Nós não somos a nossa dor. Somos seres com identidade. Respiramos cerca de 21% de oxigênio e 78% de nitrogênio. O nitrogênio faz parte do processo da vida. As plantas o recebem pelas raízes, e quem o leva até elas são as minhocas, que afofam a terra para que a vida nasça.
Ninguém olha para um jardim florido e elogia a terra revirada ou os vermes que andaram por ali. No entanto, sem esse processo desconfortável e "feio" debaixo da terra, a raiz sufoca. A dor, muitas vezes, é a vida cavando espaço dentro de nós para que possamos nos expandir. Ela machuca porque está ampliando a nossa capacidade de resiliência.

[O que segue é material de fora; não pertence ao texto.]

//! Curator Config - assembly, validation and drift detection of the
//! runtime configuration.
//!
//! # Modules
//!
//! - [`paths`] - Filesystem layout derived from a root hint
//! - [`model`] - The aggregate [`ConfigurationModel`]
//! - [`secrets`] - Secrets handle and the secret store contract
//! - [`source`] - Data-source readers and the filesystem probe
//! - [`builder`] - Staged, single-use [`ConfigurationBuilder`]
//! - [`schema`] / [`validator`] - Declarative validation rules and the
//!   [`SchemaValidator`]
//! - [`drift`] - [`DriftDetector`] comparing memory against disk
//!
//! # Example
//!
//! ```rust,no_run
//! use curator_config::{Collaborators, ConfigurationBuilder, RuntimeParameters, SchemaValidator};
//!
//! # fn main() -> curator_core::Result<()> {
//! let mut builder = ConfigurationBuilder::new(Collaborators::system());
//! let model = builder
//!     .with_root_path("/media/ext1")?
//!     .with_parameters(RuntimeParameters::default())?
//!     .load_configuration_data_source("/media/ext1/config/curator.toml")?
//!     .update_storage_status()?
//!     .build()?;
//!
//! let mut validator = SchemaValidator::with_defaults(None);
//! validator.validate_configuration(&model);
//! if validator.has_errors() {
//!     eprintln!("configuration has errors");
//! }
//! # Ok(())
//! # }
//! ```

#![warn(missing_docs)]
#![warn(clippy::all)]
#![warn(clippy::pedantic)]
#![allow(clippy::module_name_repetitions)]
#![allow(clippy::missing_errors_doc)]
#![allow(clippy::missing_panics_doc)]

pub mod builder;
pub mod drift;
pub mod model;
pub mod paths;
pub mod schema;
pub mod secrets;
pub mod source;
pub mod validator;

// Re-export commonly used types
pub use builder::{Collaborators, ConfigurationBuilder};
pub use drift::{ConfigDrift, DriftDetector, DriftKind};
pub use model::{
    ConfigurationModel, LogLevel, LoggingSettings, RuntimeParameters, STORAGE_SUBSYSTEM,
};
pub use paths::{volume_root, AppPaths, PathLayout, PluginPaths, DEFAULT_REPOSITORY_MARKER};
pub use schema::{ConfigSchema, CustomCheck, ValueKind};
pub use secrets::{SecretStore, SecretsHandle, VaultDirectoryStore};
pub use source::{FilesystemProbe, StdFilesystem, StructuredDataReader, StructuredFileReader};
pub use validator::{default_schemas, IssueCategory, SchemaValidator, Severity, ValidationIssue};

Assim como a árvore precisa romper com a casca velha para que o seu meristema suba com a flor em direção ao sol, assim somos nós. Precisamos romper com a dor porque ela não faz parte de quem somos, não é do material de que somos feitos. É a hora de, em esperança, crer contra a esperança. O diagnóstico real não é a dor; devemos crer no diagnóstico da potência.
Existe uma diferença brutal entre aceitar um tratamento e aceitar uma sentença. Às vezes, precisamos de remédios. "Remédio" vem de remediar, reencaminhar. O medicamento não anula a fé; ele apenas organiza as ferramentas biológicas para que a nossa potência consiga emergir novamente.
Devemos olhar para a dor, mas também para o diagnóstico da potência que já habita em nós. Dessa forma, na força da esperança, cremos contra a expectativa da dor. Assim como a árvore deixa seu passado nas raízes — na casca velha — e dali extrai a seiva, a nossa dor também se tornará passado, e dela extrairemos força e consolo para ajudar outros.
A árvore não carrega a casca velha no topo; ela a deixa na base. O que foi dor vira tronco grosso, vira história, vira estrutura. No fim, a seiva que alimenta as novas folhas passa justamente por onde o tronco já cicatrizou.